Marcus réprima les larmes qui lui montaient aux yeux alors qu'il se remémora cette tragique nuit. Il ne savait que ce que sa mère voulu bien lui dire après avoir eu son père au téléphone. Il trépigna dans son inconfortable chaise métallique, déchiré par les émotions et les souvenirs qui l'envahirent.
— Puis-je avoir un peu d'eau... s'il vous plait? finit-il par dire.
L'homme mystérieux assit en face de lui opina du chef et ordonna à son collègue, Jonas, qui manifestement ne partageait pas ce point de vue, d'aller ramener un gobelet rafraichissant au captif. Cela faisait maintenant de nombreuses heures que le jeune homme parlait et ébauchait un récit qu'il espérait le plus étoffé possible.
— Jonas, sors-moi également le dossier sur le meurtre de Léa Vermont, ajouta l'agent.
Marcus inclina la tête, résigné. Même après tant d'années, il souhaitait tellement revenir en arrière, faire en sorte que rien de tout ça ne soit arrivé. Mais que pouvait-il faire, il était si jeune. Il ouvrit les yeux et vit une fine pluie blanche tomber lentement sur ses jambes.
Après que son bourreau fut sorti, Marcus prit une profonde inspiration avant de poursuivre.
***
Hector Vermont exerçait au poste de commissaire de la ville de Lakeland City depuis maintenant plus de quinze ans. Il avait tout vu, du vol à l'étalage, en passant par l'attentat à la pudeur, au viol cruel, sordide et au meurtre. De celui-là, il pensait également en avoir exploré tous les aspects: le crime crapuleux, règlement de compte, affaires conjugales, homicide involontaire, ou, à l'inverse prémédité. Une erreur de débutant. Il y avait, à vrai dire, autant de meurtres différents que de victimes et ce soir ce n'était que trop vrai. Il demeurait néanmoins une constante: par principe, Hector Vermont était toujours celui qui contactait les proches de la victime pour leur annoncer la triste nouvelle.
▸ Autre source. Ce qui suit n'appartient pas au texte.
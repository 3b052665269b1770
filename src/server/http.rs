//! HTTP server implementation
//!
//! hyper http1 with TokioIo for async handling. One connection per task;
//! all handlers share the [`AppState`] behind an Arc.

use bytes::Bytes;
use http_body_util::Full;
use hyper::body::Incoming;
use hyper::server::conn::http1;
use hyper::service::service_fn;
use hyper::{Method, Request, Response};
use hyper_util::rt::TokioIo;
use std::net::SocketAddr;
use std::sync::Arc;
use tokio::net::TcpListener;
use tracing::{debug, error, info};

use crate::config::Args;
use crate::db::Database;
use crate::routes;
use crate::stores::StoreService;
use crate::types::Result;

/// Shared application state
pub struct AppState {
    pub args: Args,
    /// Lazily-connected database handle, initialized by the first request
    pub db: Database,
}

impl AppState {
    pub fn new(args: Args) -> Self {
        let db = Database::new(&args);
        Self { args, db }
    }

    /// Get a store service over the shared collection handle
    pub async fn stores(&self) -> Result<StoreService> {
        let collection = self.db.stores().await?;
        Ok(StoreService::new(collection.clone()))
    }
}

/// Run the HTTP server until the process is stopped
pub async fn run(state: Arc<AppState>) -> Result<()> {
    let listener = TcpListener::bind(state.args.listen).await?;

    info!(
        "Signpost listening on {} as node {}",
        state.args.listen, state.args.node_id
    );

    loop {
        match listener.accept().await {
            Ok((stream, addr)) => {
                let state = Arc::clone(&state);
                tokio::spawn(async move {
                    let io = TokioIo::new(stream);

                    let service = service_fn(move |req| {
                        let state = Arc::clone(&state);
                        async move { handle_request(state, addr, req).await }
                    });

                    if let Err(err) = http1::Builder::new().serve_connection(io, service).await {
                        error!("Error serving connection from {}: {:?}", addr, err);
                    }
                });
            }
            Err(e) => {
                error!("Error accepting connection: {:?}", e);
            }
        }
    }
}

/// Route incoming HTTP requests
async fn handle_request(
    state: Arc<AppState>,
    addr: SocketAddr,
    req: Request<Incoming>,
) -> std::result::Result<Response<Full<Bytes>>, hyper::Error> {
    let method = req.method().clone();
    let path = req.uri().path().to_string();
    let query = req.uri().query().map(|q| q.to_string());

    debug!("[{}] {} {}", addr, method, path);

    let response = match (method, path.as_str()) {
        // Liveness probe
        (Method::GET, "/health") | (Method::GET, "/healthz") => routes::health_check(&state),

        // Version info for deployment verification
        (Method::GET, "/version") => routes::version_info(),

        // Store listing and search
        (Method::GET, "/stores") => routes::stores::list(state, query.as_deref()).await,
        (Method::POST, "/stores/search") => routes::stores::search(state, req).await,

        // One-shot feed import
        (Method::POST, "/stores/import") => routes::stores::import(state).await,

        // Single-store routes: get, nearby, close, open, update
        (method, p) if p.starts_with("/stores/") => {
            routes::stores::dispatch(state, method, p, query.as_deref(), req).await
        }

        _ => routes::not_found(&path),
    };

    Ok(response)
}
//! CSV feed ingestion
//!
//! One-shot bulk loader: fetches the external store feed, parses every row
//! into a normalized store document (free-text hours included), and hands
//! the whole batch to the store service for a single bulk insert. A single
//! bad row fails the entire import, since validation happens before the
//! write.

pub mod feed;
pub mod hours;

pub use feed::{fetch_feed, parse_records, CsvStoreRecord};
Il n'aurait jamais imaginé devoir appeler sa propre femme. Regarder sa fille être mise en sac mortuaire et emmenée sans bruit dans un véhicule blanc. Il avait écouté les sanglots de son épouse résonnant dans leur grande maison désormais si vide. Rien n'avait autant brisé son cœur pourtant bien accroché. Maintes fois on lui avait proposé de rejoindre sa famille, de prendre du repos, mais la fierté du vieux commissaire l'emportait toujours. Il voulait savoir, aujourd'hui plus que tout.
Il sortit de son bureau pour se rendre sur le parvis arrière du commissariat. Il sortit de sa poche une cigarette qu'il mit à la bouche, puis un briquet n'ayant servi depuis de long mois. Il voulait être seul. Il y avait tant de travail, ce serait son seul repos de la nuit.
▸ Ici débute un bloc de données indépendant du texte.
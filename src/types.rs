//! Shared error and result types
//!
//! Every fallible operation in the crate returns [`Result`]. Errors are
//! propagated to the caller as-is; nothing is retried here (retry policy,
//! if any, belongs to the transport layer).

use thiserror::Error;

/// Result alias used throughout the crate
pub type Result<T> = std::result::Result<T, SignpostError>;

/// Application error taxonomy
#[derive(Debug, Error)]
pub enum SignpostError {
    /// No record matches the given id
    #[error("not found: {0}")]
    NotFound(String),

    /// Out-of-range or unparsable caller input (pagination, radius, ids);
    /// rejected before any storage call
    #[error("invalid argument: {0}")]
    InvalidArgument(String),

    /// A filter references a state name or code the catalog cannot resolve
    #[error("invalid filter: {0}")]
    InvalidFilter(String),

    /// A stored record carries a state code the catalog does not know;
    /// surfaces at read-time address expansion, never at ingestion
    #[error("unknown state: {0}")]
    UnknownState(String),

    /// Ingestion attempted against a non-empty collection
    #[error("precondition failed: {0}")]
    PreconditionFailed(String),

    /// The CSV feed contains a row that cannot be parsed; fails the whole
    /// batch since validation happens before any write
    #[error("malformed source data: {0}")]
    MalformedSourceData(String),

    /// Storage engine failure
    #[error("database error: {0}")]
    Database(String),

    /// Feed fetch failure (network, non-success status, bad encoding)
    #[error("feed error: {0}")]
    Feed(String),

    #[error("io error: {0}")]
    Io(#[from] std::io::Error),
}

impl From<mongodb::error::Error> for SignpostError {
    fn from(err: mongodb::error::Error) -> Self {
        SignpostError::Database(err.to_string())
    }
}
//! Core domain types for pulsar archives.

mod archive;
mod epoch;
mod profile;
mod sky;
mod state;
mod subint;

pub use archive::*;
pub use epoch::*;
pub use profile::*;
pub use sky::*;
pub use state::*;
pub use subint::*;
Celui qui fut le protecteur officieux de la ville avait été appréhendé, il avait des comptes à rendre. Le gang, quand à lui, était toujours en fuite. Joseph Marlow avait été hospitalisé dans un état plus que critique. Sa fille n'avait pas eu cette chance.
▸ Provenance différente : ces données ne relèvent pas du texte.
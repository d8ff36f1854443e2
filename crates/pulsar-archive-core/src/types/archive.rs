//! The archive: an ordered sequence of subintegrations plus metadata.

use serde::{Deserialize, Serialize};

use crate::error::{ArchiveError, ArchiveResult};
use crate::timing::SharedModel;
use crate::types::epoch::Epoch;
use crate::types::profile::Profile;
use crate::types::sky::SkyCoordinates;
use crate::types::state::PolarizationState;
use crate::types::subint::Subintegration;

/// The closed set of concrete on-disk formats an archive can be tagged with.
///
/// The core never encodes or decodes these; the tag records which external
/// loader produced the archive and which unloader should receive it.
#[derive(Debug, Clone, Copy, Default, PartialEq, Eq, Hash, Serialize, Deserialize)]
#[serde(rename_all = "lowercase")]
pub enum ArchiveFormat {
    /// PSRFITS (DEFAULT).
    #[default]
    Psrfits,
    /// Timer archives.
    Timer,
    /// EPN archives.
    Epn,
}

impl ArchiveFormat {
    /// Resolve a format from its configuration name (case-insensitive).
    pub fn from_name(name: &str) -> ArchiveResult<Self> {
        match name.to_ascii_lowercase().as_str() {
            "psrfits" => Ok(Self::Psrfits),
            "timer" => Ok(Self::Timer),
            "epn" => Ok(Self::Epn),
            other => Err(ArchiveError::ConfigError(format!(
                "unknown archive format: {other}"
            ))),
        }
    }
}

/// The `(nsub, npol, nchan, nbin)` shape of an archive.
#[derive(Debug, Clone, Copy, PartialEq, Eq, Serialize, Deserialize)]
pub struct Dimensions {
    /// Number of subintegrations
    pub nsub: usize,
    /// Number of polarizations
    pub npol: usize,
    /// Number of frequency channels
    pub nchan: usize,
    /// Number of phase bins
    pub nbin: usize,
}

impl Dimensions {
    /// Validate that every dimension is at least 1.
    pub fn validate(&self) -> ArchiveResult<()> {
        for (name, value) in [
            ("nsub", self.nsub),
            ("npol", self.npol),
            ("nchan", self.nchan),
            ("nbin", self.nbin),
        ] {
            if value == 0 {
                return Err(ArchiveError::invalid_dimension(name, value));
            }
        }
        Ok(())
    }
}

/// A folded pulsar observation dataset held fully in memory.
///
/// Owns its subintegrations, which own their profiles. All subintegrations
/// share one `(npol, nchan, nbin)` shape; the channel frequency grid may
/// vary in value between subintegrations but never in count. At most one
/// timing model is attached at a time; it may be reassigned so that a
/// secondary archive can adopt a primary's model before alignment.
pub struct Archive {
    format: ArchiveFormat,
    source_name: String,
    dispersion_measure: f64,
    sky_coordinates: SkyCoordinates,
    telescope_id: String,
    polarization_state: PolarizationState,
    centre_frequency_mhz: f64,
    bandwidth_mhz: f64,
    model: Option<SharedModel>,
    subints: Vec<Subintegration>,
}

impl Archive {
    /// Create an empty (zero-amplitude) archive of the given shape.
    ///
    /// Every dimension must be at least 1, otherwise `InvalidDimension`.
    pub fn new(
        format: ArchiveFormat,
        nsub: usize,
        npol: usize,
        nchan: usize,
        nbin: usize,
    ) -> ArchiveResult<Self> {
        let dims = Dimensions {
            nsub,
            npol,
            nchan,
            nbin,
        };
        dims.validate()?;

        let mut subints = Vec::with_capacity(nsub);
        for _ in 0..nsub {
            subints.push(Subintegration::new(Epoch::new(0, 0.0), 0.0, npol, nchan, nbin)?);
        }

        Ok(Self {
            format,
            source_name: String::new(),
            dispersion_measure: 0.0,
            sky_coordinates: SkyCoordinates::default(),
            telescope_id: String::new(),
            polarization_state: match npol {
                1 => PolarizationState::Intensity,
                2 => PolarizationState::PPQQ,
                _ => PolarizationState::Coherence,
            },
            centre_frequency_mhz: 0.0,
            bandwidth_mhz: 0.0,
            model: None,
            subints,
        })
    }

    /// On-disk format tag.
    #[inline]
    pub fn format(&self) -> ArchiveFormat {
        self.format
    }

    /// Current shape.
    pub fn dimensions(&self) -> Dimensions {
        Dimensions {
            nsub: self.subints.len(),
            npol: self.subints[0].npol(),
            nchan: self.subints[0].nchan(),
            nbin: self.subints[0].nbin(),
        }
    }

    /// Number of subintegrations.
    #[inline]
    pub fn nsub(&self) -> usize {
        self.subints.len()
    }

    /// Number of polarizations.
    #[inline]
    pub fn npol(&self) -> usize {
        self.subints[0].npol()
    }

    /// Number of frequency channels.
    #[inline]
    pub fn nchan(&self) -> usize {
        self.subints[0].nchan()
    }

    /// Number of phase bins.
    #[inline]
    pub fn nbin(&self) -> usize {
        self.subints[0].nbin()
    }

    /// Source name.
    pub fn source_name(&self) -> &str {
        &self.source_name
    }

    /// Set the source name.
    pub fn set_source_name(&mut self, name: impl Into<String>) {
        self.source_name = name.into();
    }

    /// Dispersion measure in pc cm^-3.
    pub fn dispersion_measure(&self) -> f64 {
        self.dispersion_measure
    }

    /// Set the dispersion measure.
    pub fn set_dispersion_measure(&mut self, dm: f64) {
        self.dispersion_measure = dm;
    }

    /// Sky coordinates of the source.
    pub fn sky_coordinates(&self) -> SkyCoordinates {
        self.sky_coordinates
    }

    /// Set the sky coordinates.
    pub fn set_sky_coordinates(&mut self, coords: SkyCoordinates) {
        self.sky_coordinates = coords;
    }

    /// Telescope identifier.
    pub fn telescope_id(&self) -> &str {
        &self.telescope_id
    }

    /// Set the telescope identifier.
    pub fn set_telescope_id(&mut self, id: impl Into<String>) {
        self.telescope_id = id.into();
    }

    /// Polarimetric state.
    pub fn polarization_state(&self) -> PolarizationState {
        self.polarization_state
    }

    /// Set the polarimetric state.
    ///
    /// A single-polarization state on a multi-polarization archive (and
    /// vice versa) is rejected with `DimensionMismatch`.
    pub fn set_polarization_state(&mut self, state: PolarizationState) -> ArchiveResult<()> {
        let npol = self.npol();
        if state.is_single() != (npol == 1) {
            return Err(ArchiveError::dimension_mismatch(format!(
                "state {} implies npol {}, archive has npol {}",
                state.name(),
                state.npol(),
                npol
            )));
        }
        self.polarization_state = state;
        Ok(())
    }

    /// Nominal centre frequency in MHz.
    pub fn centre_frequency_mhz(&self) -> f64 {
        self.centre_frequency_mhz
    }

    /// Set the nominal centre frequency.
    pub fn set_centre_frequency_mhz(&mut self, freq_mhz: f64) {
        self.centre_frequency_mhz = freq_mhz;
    }

    /// Nominal total bandwidth in MHz.
    pub fn bandwidth_mhz(&self) -> f64 {
        self.bandwidth_mhz
    }

    /// Set the nominal bandwidth.
    pub fn set_bandwidth_mhz(&mut self, bw_mhz: f64) {
        self.bandwidth_mhz = bw_mhz;
    }

    /// The attached timing model, if any.
    pub fn model(&self) -> Option<&SharedModel> {
        self.model.as_ref()
    }

    /// Attach (or replace) the timing model.
    pub fn set_model(&mut self, model: SharedModel) {
        self.model = Some(model);
    }

    /// Borrow a subintegration.
    pub fn subint(&self, isub: usize) -> ArchiveResult<&Subintegration> {
        self.subints
            .get(isub)
            .ok_or_else(|| ArchiveError::index_out_of_range("subint", isub, self.subints.len()))
    }

    /// Mutably borrow a subintegration.
    pub fn subint_mut(&mut self, isub: usize) -> ArchiveResult<&mut Subintegration> {
        let nsub = self.subints.len();
        self.subints
            .get_mut(isub)
            .ok_or_else(|| ArchiveError::index_out_of_range("subint", isub, nsub))
    }

    /// Iterate over subintegrations.
    pub fn subints(&self) -> impl Iterator<Item = &Subintegration> {
        self.subints.iter()
    }

    /// Iterate over subintegrations mutably.
    pub fn subints_mut(&mut self) -> impl Iterator<Item = &mut Subintegration> {
        self.subints.iter_mut()
    }

    /// Borrow the profile at `(isub, ipol, ichan)`.
    pub fn profile(&self, isub: usize, ipol: usize, ichan: usize) -> ArchiveResult<&Profile> {
        self.subint(isub)?.profile(ipol, ichan)
    }

    /// Mutably borrow the profile at `(isub, ipol, ichan)`.
    pub fn profile_mut(
        &mut self,
        isub: usize,
        ipol: usize,
        ichan: usize,
    ) -> ArchiveResult<&mut Profile> {
        self.subint_mut(isub)?.profile_mut(ipol, ichan)
    }

    /// Check the minimum set of observing parameters that must agree before
    /// this archive and `other` may be combined: polarimetric state, source
    /// name, and phase bin count.
    pub fn mixable(&self, other: &Archive) -> ArchiveResult<()> {
        if self.polarization_state != other.polarization_state {
            return Err(ArchiveError::StateMismatch {
                primary: self.polarization_state.name(),
                secondary: other.polarization_state.name(),
            });
        }
        if !self.source_name.is_empty()
            && !other.source_name.is_empty()
            && self.source_name != other.source_name
        {
            return Err(ArchiveError::dimension_mismatch(format!(
                "archives observe different sources: {} and {}",
                self.source_name, other.source_name
            )));
        }
        if self.nbin() != other.nbin() {
            return Err(ArchiveError::dimension_mismatch(format!(
                "archives have different bin counts: {} and {}",
                self.nbin(),
                other.nbin()
            )));
        }
        Ok(())
    }
}

impl std::fmt::Debug for Archive {
    fn fmt(&self, f: &mut std::fmt::Formatter<'_>) -> std::fmt::Result {
        f.debug_struct("Archive")
            .field("format", &self.format)
            .field("source_name", &self.source_name)
            .field("dimensions", &self.dimensions())
            .field("state", &self.polarization_state)
            .field("centre_frequency_mhz", &self.centre_frequency_mhz)
            .field("bandwidth_mhz", &self.bandwidth_mhz)
            .field("has_model", &self.model.is_some())
            .finish()
    }
}

#[cfg(test)]
mod tests {
    use super::*;
    use crate::timing::PolynomialModel;
    use std::sync::Arc;

    #[test]
    fn test_new_rejects_each_zero_dimension() {
        for (nsub, npol, nchan, nbin, name) in [
            (0, 1, 1, 8, "nsub"),
            (1, 0, 1, 8, "npol"),
            (1, 1, 0, 8, "nchan"),
            (1, 1, 1, 0, "nbin"),
        ] {
            let err = Archive::new(ArchiveFormat::Psrfits, nsub, npol, nchan, nbin).unwrap_err();
            match err {
                ArchiveError::InvalidDimension { name: got, .. } => assert_eq!(got, name),
                other => panic!("expected InvalidDimension, got {other:?}"),
            }
        }
    }

    #[test]
    fn test_dimensions_reported() {
        let a = Archive::new(ArchiveFormat::Timer, 3, 2, 4, 16).unwrap();
        assert_eq!(
            a.dimensions(),
            Dimensions {
                nsub: 3,
                npol: 2,
                nchan: 4,
                nbin: 16
            }
        );
    }

    #[test]
    fn test_profile_indexing_out_of_range() {
        let a = Archive::new(ArchiveFormat::Psrfits, 2, 2, 4, 8).unwrap();
        assert!(a.profile(1, 1, 3).is_ok());
        assert!(matches!(
            a.profile(2, 0, 0),
            Err(ArchiveError::IndexOutOfRange { axis: "subint", .. })
        ));
        assert!(matches!(
            a.profile(0, 2, 0),
            Err(ArchiveError::IndexOutOfRange { axis: "pol", .. })
        ));
        assert!(matches!(
            a.profile(0, 0, 4),
            Err(ArchiveError::IndexOutOfRange { axis: "chan", .. })
        ));
    }

    #[test]
    fn test_single_pol_state_requires_npol_one() {
        let mut a = Archive::new(ArchiveFormat::Psrfits, 1, 4, 2, 8).unwrap();
        let err = a.set_polarization_state(PolarizationState::Intensity).unwrap_err();
        assert!(matches!(err, ArchiveError::DimensionMismatch { .. }));
        assert!(a.set_polarization_state(PolarizationState::Stokes).is_ok());

        let mut b = Archive::new(ArchiveFormat::Psrfits, 1, 1, 2, 8).unwrap();
        assert!(b.set_polarization_state(PolarizationState::Invariant).is_ok());
        assert!(b.set_polarization_state(PolarizationState::Stokes).is_err());
    }

    #[test]
    fn test_model_reassignment() {
        let mut a = Archive::new(ArchiveFormat::Psrfits, 1, 1, 1, 8).unwrap();
        assert!(a.model().is_none());
        let m: SharedModel =
            Arc::new(PolynomialModel::new(Epoch::new(55000, 0.0), 0.0, 1.0, 0.0, 0.0).unwrap());
        a.set_model(m.clone());
        assert!(a.model().unwrap().matches(m.as_ref()));
    }

    #[test]
    fn test_format_from_name() {
        assert_eq!(ArchiveFormat::from_name("PSRFITS").unwrap(), ArchiveFormat::Psrfits);
        assert_eq!(ArchiveFormat::from_name("timer").unwrap(), ArchiveFormat::Timer);
        assert!(ArchiveFormat::from_name("asp").is_err());
    }

    #[test]
    fn test_mixable_checks_state_source_nbin() {
        let mut a = Archive::new(ArchiveFormat::Psrfits, 1, 1, 2, 8).unwrap();
        let mut b = Archive::new(ArchiveFormat::Psrfits, 1, 1, 2, 8).unwrap();
        assert!(a.mixable(&b).is_ok());

        a.set_source_name("J0437-4715");
        b.set_source_name("J1939+2134");
        assert!(a.mixable(&b).is_err());

        b.set_source_name("J0437-4715");
        assert!(a.mixable(&b).is_ok());

        let c = Archive::new(ArchiveFormat::Psrfits, 1, 1, 2, 16).unwrap();
        assert!(a.mixable(&c).is_err());
    }
}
Pour couronner le tout, il avait reçu une injonction expresse venant de haut lieu: le suspect devait être gardé pendant trois jours avant que le bureau d'investigation ne prenne le relais. Pourquoi trois jours? Ils n'étaient pas si lents pour s'accaparer les affaires des autres d'ordinaire. Mais le commissaire n'avait pas la tête à ça.
L'équipe scientifique butait pour déterminer la substance que s'injectait Jeffrey Slart, une drogue de plus, il avait donc du faire appel à un consultant extérieur, fait qu'il n'appréciait nullement.
N'y tenant plus, le vieux brisquard jeta sa cigarette à moitié fumée et se rendit dans son bureau. Une fois les maigres pièces de son dossier rassemblées, il se précipita dans la salle d'interrogatoire, où le suspect se trouvait maintenant depuis plusieurs heures. Il avait insisté pour y rentrer seul.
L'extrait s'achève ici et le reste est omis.